Costumo dizer que "os pais dão a vida. E depois dão os ovos, o leite e a manteiga. Mas para fazermos o bolo da nossa completude, vamos precisar de uma tigela, vamos precisar de açúcar, de sal, de fermento - é caminhando que vamos encontrando todos os ingredientes necessários". Este é o percurso do/a adulto/a. Os pais não são perfeitos - dão o que sabem e podem e conseguem. Às vezes será só a tigela (e até a tigela, muitas vezes, está partida ou furada); às vezes, será só um pouco de margarina ou uma peneira entortada. Não temos de partir de casa com todos os ingredientes. Acreditar neste mito é lesivo ao nosso crescimento. Ao sairmos da relação com os pais, saímos da "lei da ordem" (tomamos o que nos é dado); agora, entramos na "lei do equilíbrio": ou seja, na nossa jornada, vamos trocando ingredientes com o mundo: "Tenho aqui um pouco de açúcar que me deram em casa, mas não havia fermento. Tens aí fermento que queiras trocar pelo meu açúcar?".
Quando estagnam na queixa (há-as que ficam três ou quatro anos em terapia só no registo da queixa em relação ao que os pais fizeram e não fizeram), as pessoas não transitam para a "lei do equilíbrio", e começam a exigir dos outros (do marido, da esposa, do amigo, do chefe, do Estado) a tigela e o ovo e o leite e a farinha, e tudo o mais que faltou. Depositam neles toda a carência sentida, querem que eles façam as vezes dos pais, e chegam a tornar-se agressivas contra quem não cede a assumir essa função.
Na posição infantil, a "lei do equilíbrio" não é entendida, a dádiva não é entendida: passamos a responsabilidade da nossa satisfação para o Outro, o que é um fator de extremo desgaste para qualquer relação. Devemos sempre libertar os outros da obrigação de nos fazerem felizes.
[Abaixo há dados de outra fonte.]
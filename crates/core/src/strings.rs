//! ObjString - interned, reference-counted string data
//!
//! Strings are interned into a process-wide table keyed by byte content so
//! that two `ObjString`s with equal bytes share the same allocation. Equality
//! and hashing use pointer identity (`Rc::ptr_eq`) once interned, matching the
//! "equality between strings by identity after interning" rule.
//!
//! Unlike an arena-or-global string type that tracks allocation source for
//! FFI-shared strands, each Neutron process owns a single VM and never
//! shares raw string pointers across threads, so a plain `Rc<ObjString>`
//! behind a `Mutex`-guarded intern table is sufficient and avoids `unsafe`.

use std::collections::HashMap;
use std::fmt;
use std::hash::{Hash, Hasher};
use std::rc::Rc;
use std::sync::Mutex;

/// FNV-1a hash, cached on the string so repeated map lookups are O(1).
fn fnv1a(bytes: &[u8]) -> u64 {
    const OFFSET_BASIS: u64 = 0xcbf29ce484222325;
    const PRIME: u64 = 0x100000001b3;
    let mut hash = OFFSET_BASIS;
    for &b in bytes {
        hash ^= b as u64;
        hash = hash.wrapping_mul(PRIME);
    }
    hash
}

#[derive(Debug)]
pub struct ObjString {
    bytes: Box<str>,
    hash: u64,
}

impl ObjString {
    pub fn as_str(&self) -> &str {
        &self.bytes
    }

    pub fn byte_len(&self) -> usize {
        self.bytes.len()
    }

    pub fn char_len(&self) -> usize {
        self.bytes.chars().count()
    }

    pub fn hash(&self) -> u64 {
        self.hash
    }
}

impl fmt::Display for ObjString {
    fn fmt(&self, f: &mut fmt::Formatter<'_>) -> fmt::Result {
        f.write_str(&self.bytes)
    }
}

// Content equality is used only while building the intern table; once
// interned, callers compare the `Rc<ObjString>` pointers directly.
impl PartialEq for ObjString {
    fn eq(&self, other: &Self) -> bool {
        self.bytes == other.bytes
    }
}
impl Eq for ObjString {}

impl Hash for ObjString {
    fn hash<H: Hasher>(&self, state: &mut H) {
        self.hash.hash(state);
    }
}

/// Process-wide intern table. One instance lives on each VM/Process so that
/// processes never contend on a shared global lock, matching each process's
/// heap isolation at the string level instead of bump allocation.
#[derive(Default)]
pub struct StringInterner {
    table: Mutex<HashMap<Box<str>, Rc<ObjString>>>,
}

impl StringInterner {
    pub fn new() -> Self {
        Self::default()
    }

    /// Intern `text`, returning the shared handle. Two calls with equal bytes
    /// return pointer-identical `Rc`s.
    pub fn intern(&self, text: &str) -> Rc<ObjString> {
        let mut table = self.table.lock().expect("string interner poisoned");
        if let Some(existing) = table.get(text) {
            return Rc::clone(existing);
        }
        let obj = Rc::new(ObjString {
            bytes: text.into(),
            hash: fnv1a(text.as_bytes()),
        });
        table.insert(text.into(), Rc::clone(&obj));
        obj
    }

    pub fn len(&self) -> usize {
        self.table.lock().expect("string interner poisoned").len()
    }

    pub fn is_empty(&self) -> bool {
        self.len() == 0
    }
}

#[cfg(test)]
mod tests {
    use super::*;

    #[test]
    fn interning_shares_allocation() {
        let interner = StringInterner::new();
        let a = interner.intern("hello");
        let b = interner.intern("hello");
        assert!(Rc::ptr_eq(&a, &b));
    }

    #[test]
    fn distinct_content_not_shared() {
        let interner = StringInterner::new();
        let a = interner.intern("hello");
        let b = interner.intern("world");
        assert!(!Rc::ptr_eq(&a, &b));
    }

    #[test]
    fn byte_and_char_len_differ_for_multibyte() {
        let interner = StringInterner::new();
        let s = interner.intern("café");
        assert_eq!(s.char_len(), 4);
        assert_eq!(s.byte_len(), 5);
    }

    #[test]
    fn hash_is_stable() {
        let interner = StringInterner::new();
        let s = interner.intern("stable");
        assert_eq!(s.hash(), fnv1a(b"stable"));
    }
}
É na "lei do equilíbrio" que nos curamos se aprendermos a fazer as trocas. Para isso, precisamos de sair da posição de queixa, saber agradecer a vida e a tigela ou a peneira que recebemos, e assumir que o resto é conosco, individualmente. Para consegui-lo, devemos investir no autoconhecimento. Começarmos, por exemplo, por reconhecer a nossa posição infantil; por reconhecer que o 'design humano' é cheio de traumas; que os pais não são perfeitos; que não saímos de casa com todos os ingredientes necessários (que também os pais não partiram das suas origens com todos os ingredientes, nem os avós, nem os bisavós, e que cada geração fez o que conseguiu). Ter esta noção desenvolve a nossa capacidade de compreensão, de empatia e de amorosidade em relação aos outros - percebemos que não há por que levar para o lado pessoal o facto de a nossa mãe nos ter dado apenas um ovo: não havia falta de amor, só não havia mais do que um ovo para nós. Aceitá-lo é apanágio de uma posição adulta.
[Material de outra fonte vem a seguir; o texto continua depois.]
impl Default for SchedulerConfig {
    fn default() -> Self {
        Self {
            workers: std::env::var("NEUTRON_WORKERS")
                .ok()
                .and_then(|v| v.parse().ok())
                .filter(|n| *n > 0)
                .unwrap_or_else(|| std::thread::available_parallelism().map(|n| n.get()).unwrap_or(4)),
            reductions_per_slice: std::env::var("NEUTRON_REDUCTIONS")
                .ok()
                .and_then(|v| v.parse().ok())
                .filter(|n| *n > 0)
                .unwrap_or(2000),
        }
    }
}

/// A counting permit pool bounding how many processes may be executing
/// bytecode at once. A process's thread blocks in `acquire` until a permit
/// is free, runs one reduction-budgeted slice, then `release`s it — this is
/// the "small worker-thread pool" the rest of this module's docs refer to,
/// realized as a gate rather than as threads that processes hop between
/// (which `Vm`'s non-`Send`-ness rules out).
struct PermitGate {
    available: Mutex<usize>,
    released: Condvar,
}

impl PermitGate {
    fn new(n: usize) -> Self {
        Self { available: Mutex::new(n.max(1)), released: Condvar::new() }
    }

    /// Blocks until a permit is free or the scheduler is shutting down.
    /// Returns `false` only in the shutdown case.
    fn acquire(&self, shutdown: &Mutex<bool>) -> bool {
        let mut avail = self.available.lock().expect("permit gate poisoned");
        loop {
            if *shutdown.lock().expect("shutdown mutex poisoned") {
                return false;
            }
            if *avail > 0 {
                *avail -= 1;
                return true;
            }
            avail = self.released.wait(avail).expect("permit gate poisoned");
        }
    }

    fn release(&self) {
        *self.available.lock().expect("permit gate poisoned") += 1;
        self.released.notify_one();
    }
}

/// The `Arc`-shared half of a `ProcessScheduler`: everything a process's own
/// thread (or a native running inside that process) needs to register new
/// processes, deliver/await messages, and query liveness, without needing a
/// `&mut ProcessScheduler` that only the thread holding the scheduler owns.
#[derive(Clone)]
pub struct SchedulerHandle {
    processes: Arc<Mutex<HashMap<Pid, Arc<ProcessEntry>>>>,
    next_pid: Arc<AtomicU64>,
    stats: Arc<SchedulerStats>,
    permits: Arc<PermitGate>,
    shutdown: Arc<Mutex<bool>>,
    threads: Arc<Mutex<Vec<JoinHandle<()>>>>,
    reductions_per_slice: u64,
}

impl SchedulerHandle {
    fn reserve_pid(&self) -> Pid {
        let pid = self.next_pid.fetch_add(1, Ordering::Relaxed);
        self.processes.lock().expect("process table poisoned").insert(
            pid,
            Arc::new(ProcessEntry { state: Mutex::new(ProcessState::Ready), mailbox: Mailbox::default() }),
        );
        self.stats.processes_spawned.fetch_add(1, Ordering::Relaxed);
        pid
    }

    fn mark_dead(&self, pid: Pid) {
        if let Some(entry) = self.processes.lock().expect("process table poisoned").get(&pid) {
            *entry.state.lock().expect("state poisoned") = ProcessState::Dead;
        }
    }

    fn launch(&self, pid: Pid, task: ProcessTask) {
        let Some(entry) = self.processes.lock().expect("process table poisoned").get(&pid).cloned() else {
            return;
        };
        let handle = self.clone();
        let built = std::thread::Builder::new()
            .name(format!("neutron-process-{pid}"))
            .spawn(move || process_thread(pid, entry, task, handle))
            .expect("failed to spawn process thread");
        self.threads.lock().expect("thread list poisoned").push(built);
    }

    /// Registers and launches `task` as a brand-new process, returning its
    /// `Pid` immediately (the process runs concurrently from here on).
    pub fn spawn_child(&self, task: ProcessTask) -> Pid {
        let pid = self.reserve_pid();
        self.launch(pid, task);
        pid
    }

    fn shutdown_all(&self) {
        *self.shutdown.lock().expect("shutdown mutex poisoned") = true;
        self.permits.released.notify_all();
        let mut threads = self.threads.lock().expect("thread list poisoned");
        for handle in threads.drain(..) {
            let _ = handle.join();
        }
    }

    pub fn is_alive(&self, pid: Pid) -> bool {
        match self.processes.lock().expect("process table poisoned").get(&pid) {
            Some(entry) => !matches!(*entry.state.lock().expect("state poisoned"), ProcessState::Dead | ProcessState::Finished),
            None => false,
        }
    }

    pub fn kill(&self, pid: Pid) {
        self.mark_dead(pid);
    }

    pub fn process_count(&self) -> usize {
        self.processes.lock().expect("process table poisoned").len()
    }

    /// Delivers `data` (already deep-copied out of the sender's heap) to
    /// `to`'s mailbox. Returns `false` if `to` doesn't exist or is dead.
    pub fn send(&self, to: Pid, from: Pid, data: MailboxValue) -> bool {
        let processes = self.processes.lock().expect("process table poisoned");
        match processes.get(&to) {
            Some(entry) => {
                entry.mailbox.push(Message { from, data });
                self.stats.messages_delivered.fetch_add(1, Ordering::Relaxed);
                true
            }
            None => {
                warn!(to, "send to unknown pid dropped");
                false
            }
        }
    }

    /// Blocks the calling thread until a message arrives or `timeout`
    /// elapses. Releases this process's run permit for the duration so a
    /// process waiting on `receive` doesn't starve the others.
    pub fn receive(&self, pid: Pid, timeout: Option<Duration>) -> Option<Message> {
        let entry = self.processes.lock().expect("process table poisoned").get(&pid).cloned()?;
        self.permits.release();
        let msg = entry.mailbox.pop(timeout);
        self.permits.acquire(&self.shutdown);
        msg
    }

    /// Blocks the calling thread for `duration`, releasing this process's
    /// run permit for the duration so other processes can make progress.
    pub fn sleep(&self, duration: Duration) {
        self.permits.release();
        std::thread::sleep(duration);
        self.permits.acquire(&self.shutdown);
    }
}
O presente é o momento ideal para depurarmos o nosso passado e desintoxicarmos a nossa vida afetiva. Todos/as nós temos, em maior ou em menor grau, ressentimentos relativamente à nossa infância. Acontece que nalguns casos o negativo supera o positivo e, portanto, a família transforma-se numa rede complexa de relações, vínculos e sentimentos ambivalentes. Há figuras parentais que não são sinónimo de alegria, identidade, união, lealdade, respeito, amor e fidelidade. A elaboração dos vínculos com os nossos pais longe desse ideal transforma-nos em caldeirões em ebulição, génese de dinâmicas complexas e nocivas.
“Infância é destino”, diria Freud; mas o certo é que não podemos viver indefesos toda a nossa vida sob a desculpa de que tivemos uma infância complicada e longe de ser ‘a ideal’. Devemos interiorizar a mensagem de que não importa o quão destrutivas tenham sido as nossas relações entre pais e filhos: as perspectivas sobre o nosso futuro só a nós nos dizem respeito – é ao assumirmos essa responsabilidade que abrimos portas para o nosso melhor futuro possível.
Ao final do dia, é sempre e só à nossa própria consciência que devemos todas as explicações fundamentais. Ou nos refugiamos na atribuição de culpas aos outros – e cristalizamos assim a nossa linha de desenvolvimento na passividade de vítimas; ou assumimos a nossa responsabilidade – e, a despeito do sofrimento que fazê-lo inevitavelmente acarreta, permitimo-nos fruir do poder de autorar a nossa própria história, e abrir portas para a nossa evolução pessoal. Frustrações afetivas passadas, vividas na relação com os pais ou com figuras educativas de referência, podem deixar rombos homéricos na nossa vida. Verdade. E factos históricos não podem ser mudados. Mas existe sempre a possibilidade de reelaborarmos o vazio que eles nos causaram e de (re)construirmos o futuro da nossa forma de acolher e de dar afeto.Dá trabalho e é assustador, sim. Mais fácil é ficar-se na zona de conforto: nessa posição infantil onde, embirrados/as, resistimos ao avanço dos anos; onde resistimos à quebra da grande idealização que desenvolvemos desde crianças – a de que os pais devem existir ao talhe exato das nossas necessidades, devem saber satisfazer todos os nossos desejos, devem conseguir assumir o controlo e proteger-nos de toda as adversidades da vida. A verdade, porém, é que também eles são misericordiosamente humanos, afetados por traumas e carências afetivas vividas no contexto das suas respetivas famílias de origem. A verdade é que ninguém é perfeito/a – que se faz o que se pode, que se faz o que se sabe. E tantas vezes não sabemos que não sabemos.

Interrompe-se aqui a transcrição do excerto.